Crónica de Desclot

La crónica de Bernat Desclot es una de las mejores entre las «cuatro perlas» de la historiografía catalana medieval. Relata los acontecimientos del rei­nado de Jaime I y más minuciosamente del de su hijo Pedro el Grande para el cual re­presenta la mejor de las fuentes. Encabezan el texto unos capítulos dedicados a episodios sobresalientes de los reinados de Ramón Berenguer IV, Alfonso el Casto y Pedro el Ca­tólico, sumariamente enlazados entre sí. Las fuentes inmediatas o remotas de esta crónica son predominantemente legendarias en los reinados anteriores al del Conquistador, es­pecialmente historiográficas en el de éste, mientras en el de su hijo son puestos prin­cipalmente a contribución los recuerdos per­sonales del autor o de testigos presenciales de los hechos narrados, muy a menudo con­trastados con abundante documentación coetánea.

El ámbito cronológico de la obra abraza desde la primera conquista de Ma­llorca en 1114 hasta la muerte de Pedro el Grande en 1285; pero la minuciosidad, exac­titud, precisión y dramatismo del relato lle­gan a su grado máximo en la narración de los acontecimientos del cuatrienio 1281-1285 que ocupa noventa y cinco de los ciento sesenta y ocho capítulos del conjunto. Tan­to por la objetiva veracidad de sus noticias, salvo en lo que se refiere a las narraciones legendarias de los primeros capítulos, como por la vida que cobran sus personajes y los ambientes en que se desenvuelven, como asimismo por la limpia belleza y expresi­vidad de su lenguaje, Bernat Desclot ha merecido ser llamado «cronista modelo de la Edad Media». A la formación de su ma­nera literaria contribuyeron la prosa can­cilleresca de los documentos con su preci­sión y su rigor lógico, las creaciones del alma popular con su frescura y su latido vital, los géneros narrativos, en verso y en prosa, de la época, con su rico instrumen­tal de tópicos y de recursos expresivos, el estilo cortés con su delicadeza y su gracia, la Escritura con su lección moral y la ele­vación de sus conceptos. Es preciso subra­yar sobre todo la altísima calidad de los diálogos y de las piezas oratorias que pone en boca de sus personajes.

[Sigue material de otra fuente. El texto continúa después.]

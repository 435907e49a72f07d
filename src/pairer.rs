/// 连接配对
///
/// 对每个被接受的入站连接建立对应的出站连接。服务端模式在入站连接上完成 TLS 握手后
/// 明文拨号转发地址；客户端模式接受明文入站连接，拨号后在出站连接上完成 TLS 握手。
/// 两种模式实现同一个 [`Pairer`] 接口，启动时选定一次，中继会话本身与模式无关。
use crate::config::{Mode, TunnelConfig};
use crate::error::{Result, Stage, TunnelError};
use crate::keepalive::apply_keepalive;
use crate::tls;
use async_trait::async_trait;
use rustls::pki_types::ServerName;
use std::net::SocketAddr;
use std::pin::Pin;
use std::sync::Arc;
use std::time::Duration;
use tokio::io::{AsyncRead, AsyncWrite, DuplexStream};
use tokio::net::TcpStream;
use tokio::time::timeout;
use tokio_rustls::{TlsAcceptor, TlsConnector};
use tracing::debug;

/// 双向字节流抽象
///
/// 统一封装明文 TCP、TLS 连接和测试用的内存流
pub trait Transport: AsyncRead + AsyncWrite + Unpin + Send + 'static {
    /// 底层 TCP 连接（内存流没有）
    fn tcp(&self) -> Option<&TcpStream> {
        None
    }
}

impl Transport for TcpStream {
    fn tcp(&self) -> Option<&TcpStream> {
        Some(self)
    }
}

impl Transport for tokio_rustls::server::TlsStream<TcpStream> {
    fn tcp(&self) -> Option<&TcpStream> {
        Some(self.get_ref().0)
    }
}

impl Transport for tokio_rustls::client::TlsStream<TcpStream> {
    fn tcp(&self) -> Option<&TcpStream> {
        Some(self.get_ref().0)
    }
}

impl Transport for DuplexStream {}

pub type BoxedStream = Pin<Box<dyn Transport>>;

/// 一对已建立的连接，由创建它的中继会话独占
pub struct ConnectionPair {
    /// 监听器接受的一端
    pub inbound: BoxedStream,
    /// 拨向转发地址的一端
    pub outbound: BoxedStream,
    /// 入站对端地址
    pub peer: SocketAddr,
    /// 对端是否出示了经过验证的证书
    pub peer_verified: bool,
}

/// 连接一建立（TLS 端为握手完成后）就对其底层 TCP 连接应用 keepalive
fn keepalive_leg<T: Transport>(stream: &T, period: Duration, leg: &str) {
    if let Some(tcp) = stream.tcp() {
        apply_keepalive(tcp, period, leg);
    }
}

/// 配对参数
#[derive(Debug, Clone)]
pub struct PairingOptions {
    pub forward_addr: String,
    pub keepalive_period: Duration,
    pub handshake_timeout: Duration,
    pub dial_timeout: Duration,
}

impl PairingOptions {
    pub fn from_config(config: &TunnelConfig) -> Self {
        Self {
            forward_addr: config.forward_addr.clone(),
            keepalive_period: config.keepalive_period,
            handshake_timeout: config.timeouts.handshake,
            dial_timeout: config.timeouts.dial,
        }
    }
}

/// 建立配对连接的接口
#[async_trait]
pub trait Pairer: Send + Sync {
    /// 为入站连接建立配对；失败时入站连接随之关闭
    async fn pair(&self, inbound: TcpStream, peer: SocketAddr) -> Result<ConnectionPair>;

    /// 对应的运行模式
    fn mode(&self) -> Mode;
}

/// 带超时的出站 TCP 拨号
pub async fn dial(addr: &str, dial_timeout: Duration) -> Result<TcpStream> {
    match timeout(dial_timeout, TcpStream::connect(addr)).await {
        Ok(Ok(stream)) => Ok(stream),
        Ok(Err(e)) => Err(TunnelError::connection_failed(addr, e)),
        Err(_) => Err(TunnelError::timeout(Stage::Dial, dial_timeout)),
    }
}

/// 服务端模式：入站 TLS 握手 + 出站明文拨号
pub struct ServerPairer {
    acceptor: TlsAcceptor,
    options: PairingOptions,
}

impl ServerPairer {
    pub fn new(acceptor: TlsAcceptor, options: PairingOptions) -> Self {
        Self { acceptor, options }
    }
}

#[async_trait]
impl Pairer for ServerPairer {
    async fn pair(&self, inbound: TcpStream, peer: SocketAddr) -> Result<ConnectionPair> {
        let handshake_timeout = self.options.handshake_timeout;
        let tls_stream = match timeout(handshake_timeout, self.acceptor.accept(inbound)).await {
            Ok(Ok(stream)) => stream,
            Ok(Err(e)) => return Err(TunnelError::handshake_failed(peer, e)),
            Err(_) => return Err(TunnelError::timeout(Stage::Handshake, handshake_timeout)),
        };

        let peer_verified = tls_stream
            .get_ref()
            .1
            .peer_certificates()
            .is_some_and(|chain| !chain.is_empty());
        debug!(%peer, peer_verified, "TLS handshake completed");
        keepalive_leg(&tls_stream, self.options.keepalive_period, "inbound");

        // 拨号失败时 tls_stream 被 drop，入站连接随之关闭
        let outbound = dial(&self.options.forward_addr, self.options.dial_timeout).await?;
        keepalive_leg(&outbound, self.options.keepalive_period, "outbound");

        Ok(ConnectionPair {
            inbound: Box::pin(tls_stream),
            outbound: Box::pin(outbound),
            peer,
            peer_verified,
        })
    }

    fn mode(&self) -> Mode {
        Mode::Server
    }
}

/// 客户端模式：入站明文 + 出站拨号后 TLS 握手
pub struct ClientPairer {
    connector: TlsConnector,
    server_name: ServerName<'static>,
    options: PairingOptions,
}

impl ClientPairer {
    pub fn new(
        connector: TlsConnector,
        server_name: ServerName<'static>,
        options: PairingOptions,
    ) -> Self {
        Self {
            connector,
            server_name,
            options,
        }
    }
}

#[async_trait]
impl Pairer for ClientPairer {
    async fn pair(&self, inbound: TcpStream, peer: SocketAddr) -> Result<ConnectionPair> {
        keepalive_leg(&inbound, self.options.keepalive_period, "inbound");

        let forward_addr = &self.options.forward_addr;
        let tcp_stream = dial(forward_addr, self.options.dial_timeout).await?;

        let handshake_timeout = self.options.handshake_timeout;
        let tls_stream = match timeout(
            handshake_timeout,
            self.connector.connect(self.server_name.clone(), tcp_stream),
        )
        .await
        {
            Ok(Ok(stream)) => stream,
            Ok(Err(e)) => return Err(TunnelError::handshake_failed(forward_addr, e)),
            Err(_) => return Err(TunnelError::timeout(Stage::Handshake, handshake_timeout)),
        };

        debug!(%peer, forward = %forward_addr, "TLS connection established");
        keepalive_leg(&tls_stream, self.options.keepalive_period, "outbound");

        Ok(ConnectionPair {
            inbound: Box::pin(inbound),
            outbound: Box::pin(tls_stream),
            peer,
            peer_verified: false,
        })
    }

    fn mode(&self) -> Mode {
        Mode::Client
    }
}

/// 根据模式创建配对器
pub fn create_pairer(config: &TunnelConfig) -> Result<Arc<dyn Pairer>> {
    let options = PairingOptions::from_config(config);

    let pairer: Arc<dyn Pairer> = match config.mode {
        Mode::Server => {
            let server_config = tls::build_server_config(&config.tls)?;
            Arc::new(ServerPairer::new(TlsAcceptor::from(server_config), options))
        }
        Mode::Client => {
            let client_config = tls::build_client_config(&config.tls)?;
            let server_name = ServerName::try_from(config.effective_server_name().to_string())
                .map_err(|e| {
                    TunnelError::config_error(format!(
                        "Invalid server name '{}': {}",
                        config.effective_server_name(),
                        e
                    ))
                })?;
            Arc::new(ClientPairer::new(
                TlsConnector::from(client_config),
                server_name,
                options,
            ))
        }
    };

    Ok(pairer)
}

En muchos de los pasajes de la crónica han podido rastrearse abundantes y evidentes restos de versificación, procedentes sin duda de poe­mas narrativos que debieron estar en boga durante los siglos XII, XIII y primera mitad del XIV y que sólo han podido llegar has­ta nosotros a través de sus prosificaciones en las crónicas. De Bernat Desclot no se co­noce más que el nombre, pero recientemen­te se ha sugerido con razones plausibles su identificación con Bernat Escrivá, perso­naje que llegó a ser tesorero de Pedro el Grande y camarero de su hijo y sucesor Alfonso el Liberal, y que encontramos abundantemente documentado entre 1273 y 1288, a fines del cual dejó de existir. Del estudio interno de la crónica hay que de­ducir que su redacción se inició en 1283 y que debió terminarse quizá a fines de 1286, o, lo más tarde, a mediados de 1288, y en todo caso antes del 20 de junio de 1295. Esta crónica ha dejado honda huella en la historiografía posterior, tanto en la medieval como en la moderna y ha sido fructíferamente aprovechada no sólo por los historiadores catalanes y aragoneses sino también por los que han investigado en la historia de Italia y de Francia en el si­glo XIII, como Amari, Gregorovius, Romey y Lecoy de la Marche. Fue traducida al cas­tellano por Rafael Cervera, al italiano por Filippo Moísé y al inglés por F. L. Critchlow, y se han conservado de ella versiones fragmentarias al castellano y al aragonés contenidas en manuscritos de la segunda mi­tad del siglo XV.

Han sido también tras­puestos al catalán moderno extensos pasa­jes de nuestra crónica por Serra i Baldó y Aramon i Serra. La última edición es: Ber­nat Desclot, Crónica. Introducción, edición, notas, apéndice y glosario de Miquel Coll i Alentorn. «Els Nostres Clássics», Barcelona. 1949-1951.